# What is Reformed Experimental Preaching?



## Wayne (Jul 30, 2011)

From a link found on Facebook earlier this evening, 



> What is Reformed Experimental Preaching? by Joel R. Beeke
> 
> Dr. Joel Beeke
> 
> ...

Reactions: Like 1


----------



## JM (Jul 30, 2011)

Great subject, but do not forget Philpot:

Stanford, April, 1840

My Dear Friend,

I consider it the part of a friend to act as you have done in asking me for an explanation of what you consider me to err in, instead of following the multitude to do evil in spreading my supposed errors behind my back and concealing them to my face.

I am glad you have asked me for an explanation of my meaning, as it allows me to clear up a point on which I think you misunderstand me. What were my words? "There are but two healthy states of the soul- hungering and feeding, &c. All other states are maladies and sicknesses." Is this new or strange doctrine? My friend, what are we by nature but one mass of malady and disease? But this malady and disease are not felt but by the entrance of divine light and life into the soul. The entrance of these heavenly blessings brings what I may call a principle of health into the soul, which, as Hart sweetly says, "lives and labours under load." And it is the working of this healthy principle, this new and heavenly nature, under the blessed Spirit’s operations, in which the greater part of experience exists.
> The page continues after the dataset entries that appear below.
use chrono::{DateTime, Utc};
use serde::{Deserialize, Serialize};
use uuid::Uuid;
// Use the interfaces crate for the shared data model
pub use interfaces::defs::{
    Enrichment, Item, ItemId, ItemWithEnrichment, NewItem, RawFeedItem, Source, SubScores,
};
pub use interfaces::window::{UnknownWindow, Window};

pub const DEFAULT_FEED_PATHS: [&str; 7] = [
    "/feed",
    "/rss",
    "/atom.xml",
    "/feed.xml",
    "/rss.xml",
    "/index.xml",
    "/feeds/all.atom.xml",
];

#[derive(Debug, Clone, Deserialize)]
#[serde(default)]
pub struct HarvestConfig {
    pub user_agent: String,
    pub concurrency: usize,
    pub request_timeout_seconds: u64,
    pub max_items_per_source: usize,
    pub summary_max_chars: usize,
    pub scheme: String,
    pub feed_paths: Vec<String>,
    pub max_redirects: usize,
}

impl Default for HarvestConfig {
    fn default() -> Self {
        Self {
            user_agent: "Feed-Digest/1.0".to_string(),
            concurrency: 10,
            request_timeout_seconds: 15,
            max_items_per_source: 10,
            summary_max_chars: 500,
            scheme: "https".to_string(),
            feed_paths: DEFAULT_FEED_PATHS.iter().map(|p| p.to_string()).collect(),
            max_redirects: 5,
        }
    }
}

#[derive(Debug, Clone, Deserialize)]
#[serde(default)]
pub struct EnrichConfig {
    pub lookback: Window,
    pub summary_max_attempts: u32,
    pub summary_retry_delay_seconds: u64,
}

impl Default for EnrichConfig {
    fn default() -> Self {
        Self {
            lookback: Window::Week,
            summary_max_attempts: 3,
            summary_retry_delay_seconds: 2,
        }
    }
}

#[derive(Debug, Clone, Deserialize)]
#[serde(default)]
pub struct PipelineConfig {
    pub delivery_window: Window,
    pub max_undelivered: usize,
    pub deliver_without_trends: bool,
    pub refresh_sources: bool,
    pub interval_hours: u64,
}

impl Default for PipelineConfig {
    fn default() -> Self {
        Self {
            delivery_window: Window::Week,
            max_undelivered: 20,
            deliver_without_trends: true,
            refresh_sources: false,
            interval_hours: 6,
        }
    }
}

/// OpenAI-compatible chat completion endpoint (Ollama, vLLM, ...).
#[derive(Debug, Clone, Deserialize)]
#[serde(default)]
pub struct ModelConfig {
    pub address: String,
    pub model: String,
    pub username: String,
    pub password: String,
    pub temperature: f64,
    pub timeout_seconds: u64,
}

impl Default for ModelConfig {
    fn default() -> Self {
        Self {
            address: "http://localhost:11434".to_string(),
            model: "gemma3:4b".to_string(),
            username: String::new(),
            password: String::new(),
            temperature: 0.3,
            timeout_seconds: 120,
        }
    }
}

#[derive(Debug, Clone, Deserialize)]
#[serde(default)]
pub struct TelegramConfig {
    pub bot_token: String,
    pub chat_id: String,
    pub api_base: String,
    pub timeout_seconds: u64,
}

impl TelegramConfig {
    pub fn is_configured(&self) -> bool {
        !self.bot_token.is_empty() && !self.chat_id.is_empty()
    }
}

impl Default for TelegramConfig {
    fn default() -> Self {
        Self {
            bot_token: String::new(),
            chat_id: String::new(),
            api_base: "https://api.telegram.org".to_string(),
            timeout_seconds: 30,
        }
    }
}

#[derive(Debug, Clone, Deserialize)]
#[serde(default)]
pub struct DiscoveryConfig {
    pub base_url: String,
    pub limit: usize,
    pub timeout_seconds: u64,
}

impl Default for DiscoveryConfig {
    fn default() -> Self {
        Self {
            base_url: "https://hn-popularity.cdn.refactoringenglish.com".to_string(),
            limit: 100,
            timeout_seconds: 60,
        }
    }
}

#[derive(Debug, Clone, Copy, PartialEq, Eq, Serialize, Deserialize)]
#[serde(rename_all = "snake_case")]
pub enum Stage {
    Discover,
    Harvest,
    Enrich,
    RetrySummaries,
    Select,
    Aggregate,
    Deliver,
    MarkDelivered,
}

#[derive(Debug, Clone, Serialize, Deserialize)]
pub struct StageError {
    pub stage: Stage,
    pub message: String,
}

/// Outcome of one end-to-end pipeline run.
#[derive(Debug, Clone, Serialize, Deserialize)]
pub struct CycleReport {
    pub cycle_id: Uuid,
    pub started_at: DateTime<Utc>,
    pub discovered: usize,
    pub harvested: usize,
    pub enriched: usize,
    pub summarized: usize,
    pub delivered: usize,
    pub cancelled: bool,
    pub errors: Vec<StageError>,
}

impl CycleReport {
    pub fn new(started_at: DateTime<Utc>) -> Self {
        Self {
            cycle_id: Uuid::new_v4(),
            started_at,
            discovered: 0,
            harvested: 0,
            enriched: 0,
            summarized: 0,
            delivered: 0,
            cancelled: false,
            errors: Vec::new(),
        }
    }

    pub fn record(&mut self, stage: Stage, error: impl ToString) {
        self.errors.push(StageError {
            stage,
            message: error.to_string(),
        });
    }

    pub fn failed_stages(&self) -> Vec<Stage> {
        self.errors.iter().map(|e| e.stage).collect()
    }
}

#[derive(Debug, thiserror::Error)]
pub enum DigestError {
    #[error("HTTP error: {0}")]
    Http(#[from] reqwest::Error),

    #[error("Feed parse error: {0}")]
    Parse(String),

    #[error("Database error: {0}")]
    Database(#[from] sqlx::Error),

    #[error("Migration error: {0}")]
    Migrate(#[from] sqlx::migrate::MigrateError),

    #[error("Invalid URL: {0}")]
    InvalidUrl(#[from] url::ParseError),

    #[error("Model backend returned {status}: {body}")]
    Backend { status: u16, body: String },

    #[error("Malformed model output: {reason} (raw: {raw})")]
    MalformedOutput { reason: String, raw: String },

    #[error("Timed out after {seconds}s: {url}")]
    Timeout { url: String, seconds: u64 },

    #[error("No feed found for {domain}")]
    NoFeed { domain: String },

    #[error("Delivery failed: {0}")]
    Delivery(String),

    #[error(transparent)]
    UnknownWindow(#[from] UnknownWindow),

    #[error("Gave up after {attempts} attempts: {last}")]
    RetriesExhausted { attempts: u32, last: Box<DigestError> },

    #[error("Operation cancelled")]
    Cancelled,

    #[error("Configuration error: {0}")]
    Config(String),

    #[error("IO error: {0}")]
    Io(#[from] std::io::Error),

    #[error("Serialization error: {0}")]
    Serialization(#[from] serde_json::Error),

    #[error("General error: {0}")]
    General(String),
}

impl DigestError {
    pub fn is_cancelled(&self) -> bool {
        matches!(self, DigestError::Cancelled)
    }
}

pub type Result<T> = std::result::Result<T, DigestError>;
Darkness, deadness, aversion to all good, headlong proneness to all evil, pride, unbelief, infidelity, lust, covetousness, enmity to God and godliness, what are those but maladies and diseases? Sorrow of heart for sin, breathings after God, hatred of self, living desires towards the Lord of life and glory, separation of spirit from the things of time and sense, faith in exercise, hope casting forth its anchor, love drawing forth the affections; these, when felt, are states of health, that is, the healthy man of grace seems for a while (alas! for how short a while!) lifting up his head amidst diseases and sickness. Is this inconsistent with sound doctrine or sound experience? You and I would often much sooner read the Examiner than the Bible, and would sooner talk on indifferent subjects with our wives that seek the Lord’s face. Is this deadness and coldness, and miserable aversion to all good health or sickness? I feel it to be my malady, and not my health. But again I feel what a base wretch I am. 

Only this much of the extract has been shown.